Exercise objective -> What lines of the data include the string "Local"? Copy them all.

Record excerpts ->
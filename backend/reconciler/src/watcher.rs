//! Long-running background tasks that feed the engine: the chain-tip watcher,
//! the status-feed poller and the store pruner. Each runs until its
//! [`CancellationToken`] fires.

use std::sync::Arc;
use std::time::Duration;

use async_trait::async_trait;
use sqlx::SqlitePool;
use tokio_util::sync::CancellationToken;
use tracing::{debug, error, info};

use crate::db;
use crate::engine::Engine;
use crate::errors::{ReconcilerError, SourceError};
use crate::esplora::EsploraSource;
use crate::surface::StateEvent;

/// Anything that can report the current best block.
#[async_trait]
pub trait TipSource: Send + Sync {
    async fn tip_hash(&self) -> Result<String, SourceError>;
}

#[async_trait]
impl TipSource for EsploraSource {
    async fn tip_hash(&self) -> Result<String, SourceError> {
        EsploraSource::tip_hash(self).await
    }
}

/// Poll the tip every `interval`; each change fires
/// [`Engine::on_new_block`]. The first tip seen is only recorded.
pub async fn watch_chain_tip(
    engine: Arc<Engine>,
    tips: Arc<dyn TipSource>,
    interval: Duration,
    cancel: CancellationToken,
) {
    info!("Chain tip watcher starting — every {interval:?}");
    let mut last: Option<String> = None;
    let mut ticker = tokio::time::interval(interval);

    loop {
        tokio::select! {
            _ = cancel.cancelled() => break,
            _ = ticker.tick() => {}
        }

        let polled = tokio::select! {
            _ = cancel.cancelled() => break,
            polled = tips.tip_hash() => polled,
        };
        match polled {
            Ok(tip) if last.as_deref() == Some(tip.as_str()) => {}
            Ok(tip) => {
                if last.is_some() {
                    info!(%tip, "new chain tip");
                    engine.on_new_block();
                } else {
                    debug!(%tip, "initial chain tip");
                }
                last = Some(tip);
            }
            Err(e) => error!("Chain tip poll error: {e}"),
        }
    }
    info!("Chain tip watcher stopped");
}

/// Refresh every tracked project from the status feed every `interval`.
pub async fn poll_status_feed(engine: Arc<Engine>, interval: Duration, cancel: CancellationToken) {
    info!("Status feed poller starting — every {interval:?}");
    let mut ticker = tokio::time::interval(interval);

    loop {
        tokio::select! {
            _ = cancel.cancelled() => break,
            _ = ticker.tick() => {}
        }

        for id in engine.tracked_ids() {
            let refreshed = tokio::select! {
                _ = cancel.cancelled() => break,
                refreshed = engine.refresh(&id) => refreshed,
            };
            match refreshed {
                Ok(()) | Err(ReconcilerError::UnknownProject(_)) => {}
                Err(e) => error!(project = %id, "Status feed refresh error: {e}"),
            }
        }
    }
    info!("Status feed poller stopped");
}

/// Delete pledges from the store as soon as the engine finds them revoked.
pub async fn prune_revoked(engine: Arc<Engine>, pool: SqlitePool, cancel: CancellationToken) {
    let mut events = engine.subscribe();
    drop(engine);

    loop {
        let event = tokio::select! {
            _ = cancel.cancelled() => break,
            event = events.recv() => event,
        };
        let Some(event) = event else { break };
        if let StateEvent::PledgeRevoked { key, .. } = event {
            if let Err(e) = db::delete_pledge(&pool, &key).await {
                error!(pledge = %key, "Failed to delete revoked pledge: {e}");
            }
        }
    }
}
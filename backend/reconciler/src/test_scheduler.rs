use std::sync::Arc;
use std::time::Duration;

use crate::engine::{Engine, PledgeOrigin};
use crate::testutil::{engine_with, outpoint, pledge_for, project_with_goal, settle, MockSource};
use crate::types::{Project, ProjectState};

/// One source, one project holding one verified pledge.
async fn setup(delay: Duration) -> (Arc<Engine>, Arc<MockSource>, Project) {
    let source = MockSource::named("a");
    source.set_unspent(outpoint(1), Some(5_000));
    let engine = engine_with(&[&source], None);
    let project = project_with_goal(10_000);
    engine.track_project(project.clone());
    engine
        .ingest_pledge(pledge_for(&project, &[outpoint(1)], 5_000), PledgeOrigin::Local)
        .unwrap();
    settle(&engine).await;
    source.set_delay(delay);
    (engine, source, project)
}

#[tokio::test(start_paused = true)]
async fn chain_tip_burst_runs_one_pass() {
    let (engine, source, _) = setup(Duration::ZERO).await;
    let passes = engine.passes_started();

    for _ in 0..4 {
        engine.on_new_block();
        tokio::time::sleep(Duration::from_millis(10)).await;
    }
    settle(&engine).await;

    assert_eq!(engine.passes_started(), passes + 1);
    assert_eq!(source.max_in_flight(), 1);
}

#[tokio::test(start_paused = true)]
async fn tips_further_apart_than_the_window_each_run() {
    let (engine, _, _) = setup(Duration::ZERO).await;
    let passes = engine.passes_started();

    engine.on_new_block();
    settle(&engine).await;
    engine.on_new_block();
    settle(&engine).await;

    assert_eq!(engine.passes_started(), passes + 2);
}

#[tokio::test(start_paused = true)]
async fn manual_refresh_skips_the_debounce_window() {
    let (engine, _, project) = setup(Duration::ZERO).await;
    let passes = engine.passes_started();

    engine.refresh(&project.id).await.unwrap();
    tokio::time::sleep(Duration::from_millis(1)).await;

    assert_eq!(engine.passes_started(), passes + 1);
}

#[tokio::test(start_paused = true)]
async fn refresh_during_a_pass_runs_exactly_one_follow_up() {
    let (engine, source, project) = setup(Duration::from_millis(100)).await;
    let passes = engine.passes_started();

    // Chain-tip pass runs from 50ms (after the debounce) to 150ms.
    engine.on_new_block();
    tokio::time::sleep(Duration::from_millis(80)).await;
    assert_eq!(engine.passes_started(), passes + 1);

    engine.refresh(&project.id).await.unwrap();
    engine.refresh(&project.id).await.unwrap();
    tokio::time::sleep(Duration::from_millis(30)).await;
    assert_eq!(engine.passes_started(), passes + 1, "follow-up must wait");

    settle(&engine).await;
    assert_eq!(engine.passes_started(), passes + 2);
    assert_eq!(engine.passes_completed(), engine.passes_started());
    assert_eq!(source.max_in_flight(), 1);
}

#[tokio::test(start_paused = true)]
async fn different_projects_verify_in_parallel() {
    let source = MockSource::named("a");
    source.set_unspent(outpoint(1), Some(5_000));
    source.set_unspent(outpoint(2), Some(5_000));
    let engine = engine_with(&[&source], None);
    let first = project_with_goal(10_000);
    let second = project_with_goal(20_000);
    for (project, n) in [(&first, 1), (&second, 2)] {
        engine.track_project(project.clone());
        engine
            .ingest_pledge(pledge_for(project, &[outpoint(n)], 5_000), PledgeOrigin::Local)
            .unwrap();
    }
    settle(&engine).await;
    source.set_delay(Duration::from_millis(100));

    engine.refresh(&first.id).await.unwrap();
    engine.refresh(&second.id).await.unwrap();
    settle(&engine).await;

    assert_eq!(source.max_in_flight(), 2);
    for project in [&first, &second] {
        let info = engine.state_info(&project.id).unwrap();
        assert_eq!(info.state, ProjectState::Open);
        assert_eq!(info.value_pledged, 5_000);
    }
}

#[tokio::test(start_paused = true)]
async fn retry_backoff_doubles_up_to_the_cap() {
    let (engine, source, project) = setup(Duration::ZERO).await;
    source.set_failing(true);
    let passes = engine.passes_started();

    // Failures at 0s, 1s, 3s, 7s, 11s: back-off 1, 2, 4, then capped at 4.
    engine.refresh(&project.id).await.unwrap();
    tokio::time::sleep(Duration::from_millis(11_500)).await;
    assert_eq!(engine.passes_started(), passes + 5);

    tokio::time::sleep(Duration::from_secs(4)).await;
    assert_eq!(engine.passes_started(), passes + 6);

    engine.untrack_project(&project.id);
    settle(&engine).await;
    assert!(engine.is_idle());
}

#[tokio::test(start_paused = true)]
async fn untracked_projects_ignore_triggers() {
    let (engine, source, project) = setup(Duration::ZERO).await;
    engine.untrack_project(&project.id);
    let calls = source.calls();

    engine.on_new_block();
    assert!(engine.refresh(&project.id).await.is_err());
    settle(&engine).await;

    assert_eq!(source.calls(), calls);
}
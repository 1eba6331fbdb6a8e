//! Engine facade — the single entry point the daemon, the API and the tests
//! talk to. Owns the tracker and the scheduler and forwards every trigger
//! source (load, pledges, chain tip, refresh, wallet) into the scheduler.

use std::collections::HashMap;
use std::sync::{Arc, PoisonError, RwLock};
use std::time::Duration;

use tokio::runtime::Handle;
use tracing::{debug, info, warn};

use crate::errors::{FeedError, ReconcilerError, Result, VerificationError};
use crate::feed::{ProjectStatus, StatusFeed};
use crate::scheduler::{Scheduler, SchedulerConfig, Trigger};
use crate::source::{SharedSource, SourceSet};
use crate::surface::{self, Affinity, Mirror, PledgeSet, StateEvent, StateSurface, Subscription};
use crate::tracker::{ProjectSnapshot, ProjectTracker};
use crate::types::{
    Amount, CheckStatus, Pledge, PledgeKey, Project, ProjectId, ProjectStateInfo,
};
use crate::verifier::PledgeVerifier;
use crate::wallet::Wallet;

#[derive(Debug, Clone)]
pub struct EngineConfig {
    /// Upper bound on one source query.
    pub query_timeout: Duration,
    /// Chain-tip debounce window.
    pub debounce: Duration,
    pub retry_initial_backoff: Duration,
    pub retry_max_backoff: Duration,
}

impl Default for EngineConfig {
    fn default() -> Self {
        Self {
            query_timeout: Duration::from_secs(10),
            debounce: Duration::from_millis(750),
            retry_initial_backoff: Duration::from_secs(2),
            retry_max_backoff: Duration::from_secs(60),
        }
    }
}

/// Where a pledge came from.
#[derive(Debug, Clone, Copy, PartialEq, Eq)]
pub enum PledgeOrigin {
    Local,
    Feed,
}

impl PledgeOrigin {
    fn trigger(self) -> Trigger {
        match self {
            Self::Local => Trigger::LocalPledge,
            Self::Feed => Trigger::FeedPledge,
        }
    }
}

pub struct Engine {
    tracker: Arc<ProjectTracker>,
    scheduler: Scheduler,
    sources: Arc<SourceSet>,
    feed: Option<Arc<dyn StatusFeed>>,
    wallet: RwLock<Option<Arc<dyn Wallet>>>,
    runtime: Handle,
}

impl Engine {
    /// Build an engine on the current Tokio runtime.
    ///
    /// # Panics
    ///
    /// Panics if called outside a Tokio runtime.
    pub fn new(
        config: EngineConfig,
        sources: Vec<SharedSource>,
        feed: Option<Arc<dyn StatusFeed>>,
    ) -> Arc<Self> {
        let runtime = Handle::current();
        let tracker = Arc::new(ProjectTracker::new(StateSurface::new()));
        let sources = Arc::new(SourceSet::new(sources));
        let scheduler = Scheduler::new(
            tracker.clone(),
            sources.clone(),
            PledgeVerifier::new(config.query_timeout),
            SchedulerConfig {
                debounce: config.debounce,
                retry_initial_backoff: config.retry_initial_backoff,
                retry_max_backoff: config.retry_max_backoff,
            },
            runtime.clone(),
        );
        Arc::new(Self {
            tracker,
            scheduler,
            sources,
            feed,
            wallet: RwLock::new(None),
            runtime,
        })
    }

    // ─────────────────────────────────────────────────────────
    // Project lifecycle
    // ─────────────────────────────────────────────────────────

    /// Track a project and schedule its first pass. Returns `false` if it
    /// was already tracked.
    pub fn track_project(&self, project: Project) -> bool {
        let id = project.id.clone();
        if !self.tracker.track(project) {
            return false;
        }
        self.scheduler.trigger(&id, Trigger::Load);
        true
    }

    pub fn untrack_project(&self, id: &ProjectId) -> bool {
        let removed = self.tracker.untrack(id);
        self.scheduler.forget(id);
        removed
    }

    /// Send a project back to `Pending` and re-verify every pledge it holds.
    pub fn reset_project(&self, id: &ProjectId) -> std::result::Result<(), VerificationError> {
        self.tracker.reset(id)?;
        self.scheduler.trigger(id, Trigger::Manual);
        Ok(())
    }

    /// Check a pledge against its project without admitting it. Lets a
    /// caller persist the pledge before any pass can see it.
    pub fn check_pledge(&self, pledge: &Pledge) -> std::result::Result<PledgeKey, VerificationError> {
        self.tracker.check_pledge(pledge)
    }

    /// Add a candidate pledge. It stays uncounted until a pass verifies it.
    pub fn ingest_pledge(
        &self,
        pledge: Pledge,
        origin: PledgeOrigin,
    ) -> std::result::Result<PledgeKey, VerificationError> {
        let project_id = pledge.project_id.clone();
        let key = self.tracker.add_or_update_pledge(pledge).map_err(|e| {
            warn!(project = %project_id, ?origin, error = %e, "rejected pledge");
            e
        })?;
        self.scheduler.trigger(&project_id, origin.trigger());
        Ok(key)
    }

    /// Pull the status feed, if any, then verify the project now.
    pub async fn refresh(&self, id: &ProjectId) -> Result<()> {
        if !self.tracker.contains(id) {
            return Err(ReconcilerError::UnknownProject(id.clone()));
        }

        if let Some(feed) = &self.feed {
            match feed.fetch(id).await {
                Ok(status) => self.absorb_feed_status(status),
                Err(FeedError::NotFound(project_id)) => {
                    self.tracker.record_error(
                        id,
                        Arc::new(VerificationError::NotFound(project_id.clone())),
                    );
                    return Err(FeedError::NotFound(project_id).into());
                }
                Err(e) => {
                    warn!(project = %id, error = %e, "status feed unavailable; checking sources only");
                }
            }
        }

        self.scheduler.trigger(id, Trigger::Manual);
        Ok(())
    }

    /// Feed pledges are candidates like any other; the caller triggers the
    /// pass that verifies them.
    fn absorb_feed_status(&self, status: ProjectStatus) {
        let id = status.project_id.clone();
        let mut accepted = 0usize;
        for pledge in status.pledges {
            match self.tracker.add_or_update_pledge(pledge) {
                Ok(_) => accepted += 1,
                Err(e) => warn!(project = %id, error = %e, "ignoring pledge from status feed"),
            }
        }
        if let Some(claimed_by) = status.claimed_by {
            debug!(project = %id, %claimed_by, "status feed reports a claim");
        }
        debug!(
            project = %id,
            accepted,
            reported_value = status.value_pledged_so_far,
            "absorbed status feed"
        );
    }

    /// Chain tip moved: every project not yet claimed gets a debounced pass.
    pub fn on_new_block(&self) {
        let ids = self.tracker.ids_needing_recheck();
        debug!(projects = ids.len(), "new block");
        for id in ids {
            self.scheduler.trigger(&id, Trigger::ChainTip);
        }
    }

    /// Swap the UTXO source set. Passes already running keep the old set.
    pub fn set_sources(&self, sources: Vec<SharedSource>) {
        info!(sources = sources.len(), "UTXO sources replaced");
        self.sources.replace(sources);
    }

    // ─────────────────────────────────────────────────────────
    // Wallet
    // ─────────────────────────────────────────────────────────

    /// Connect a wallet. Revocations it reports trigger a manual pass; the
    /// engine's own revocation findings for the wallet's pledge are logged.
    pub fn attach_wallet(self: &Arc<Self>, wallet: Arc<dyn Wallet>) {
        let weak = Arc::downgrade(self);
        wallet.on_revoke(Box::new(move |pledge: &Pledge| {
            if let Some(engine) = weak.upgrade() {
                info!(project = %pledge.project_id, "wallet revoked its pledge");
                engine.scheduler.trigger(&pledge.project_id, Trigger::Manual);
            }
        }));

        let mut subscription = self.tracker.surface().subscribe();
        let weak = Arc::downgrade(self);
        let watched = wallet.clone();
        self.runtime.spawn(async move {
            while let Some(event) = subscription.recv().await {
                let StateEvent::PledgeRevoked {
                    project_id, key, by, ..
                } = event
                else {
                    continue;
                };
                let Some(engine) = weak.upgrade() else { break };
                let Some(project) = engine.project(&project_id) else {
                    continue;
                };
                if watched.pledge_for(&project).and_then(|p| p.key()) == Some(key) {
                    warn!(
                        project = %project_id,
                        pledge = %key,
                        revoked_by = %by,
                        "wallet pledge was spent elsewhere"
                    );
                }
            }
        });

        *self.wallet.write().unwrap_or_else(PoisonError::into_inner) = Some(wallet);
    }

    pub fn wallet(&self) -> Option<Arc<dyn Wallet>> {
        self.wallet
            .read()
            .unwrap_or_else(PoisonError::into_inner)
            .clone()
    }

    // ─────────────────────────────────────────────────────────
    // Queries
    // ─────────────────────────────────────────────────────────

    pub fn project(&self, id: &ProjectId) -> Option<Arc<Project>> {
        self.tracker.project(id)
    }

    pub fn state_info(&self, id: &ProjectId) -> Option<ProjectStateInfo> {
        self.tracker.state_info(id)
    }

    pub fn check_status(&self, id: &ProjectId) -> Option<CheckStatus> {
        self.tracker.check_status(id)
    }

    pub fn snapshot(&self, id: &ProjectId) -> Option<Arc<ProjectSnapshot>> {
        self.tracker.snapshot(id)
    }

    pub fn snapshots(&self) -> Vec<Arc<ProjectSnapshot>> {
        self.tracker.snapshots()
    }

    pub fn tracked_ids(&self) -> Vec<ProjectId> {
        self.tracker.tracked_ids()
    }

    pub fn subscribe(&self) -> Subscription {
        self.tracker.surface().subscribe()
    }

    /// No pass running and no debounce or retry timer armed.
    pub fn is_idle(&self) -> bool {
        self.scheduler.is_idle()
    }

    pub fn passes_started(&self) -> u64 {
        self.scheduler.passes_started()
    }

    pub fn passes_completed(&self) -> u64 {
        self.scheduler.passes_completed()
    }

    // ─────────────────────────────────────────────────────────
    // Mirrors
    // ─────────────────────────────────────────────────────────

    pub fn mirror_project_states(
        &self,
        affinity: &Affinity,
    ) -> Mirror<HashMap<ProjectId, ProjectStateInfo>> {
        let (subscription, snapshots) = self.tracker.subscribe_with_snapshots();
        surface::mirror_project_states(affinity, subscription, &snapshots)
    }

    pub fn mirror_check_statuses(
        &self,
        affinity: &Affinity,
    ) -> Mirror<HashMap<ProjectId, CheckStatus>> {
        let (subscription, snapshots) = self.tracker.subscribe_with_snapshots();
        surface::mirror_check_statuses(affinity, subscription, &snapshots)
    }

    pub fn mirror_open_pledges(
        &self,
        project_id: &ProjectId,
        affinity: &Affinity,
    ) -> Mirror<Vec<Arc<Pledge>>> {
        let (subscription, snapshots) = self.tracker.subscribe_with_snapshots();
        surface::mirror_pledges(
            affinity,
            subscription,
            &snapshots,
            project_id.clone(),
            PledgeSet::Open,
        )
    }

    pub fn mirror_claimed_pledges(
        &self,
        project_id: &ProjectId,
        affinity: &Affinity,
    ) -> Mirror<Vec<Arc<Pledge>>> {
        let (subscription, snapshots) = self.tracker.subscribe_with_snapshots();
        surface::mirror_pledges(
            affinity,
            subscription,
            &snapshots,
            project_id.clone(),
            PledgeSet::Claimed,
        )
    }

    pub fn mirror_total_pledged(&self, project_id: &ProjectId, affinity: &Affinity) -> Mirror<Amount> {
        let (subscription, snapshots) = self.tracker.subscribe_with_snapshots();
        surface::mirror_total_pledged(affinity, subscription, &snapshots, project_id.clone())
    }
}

Task solution ->
        .ingest_pledge(pledge_for(&project, &[outpoint(1)], 5_000), PledgeOrigin::Local)
            .ingest_pledge(pledge_for(project, &[outpoint(n)], 5_000), PledgeOrigin::Local)
    Local,
            Self::Local => Trigger::LocalPledge,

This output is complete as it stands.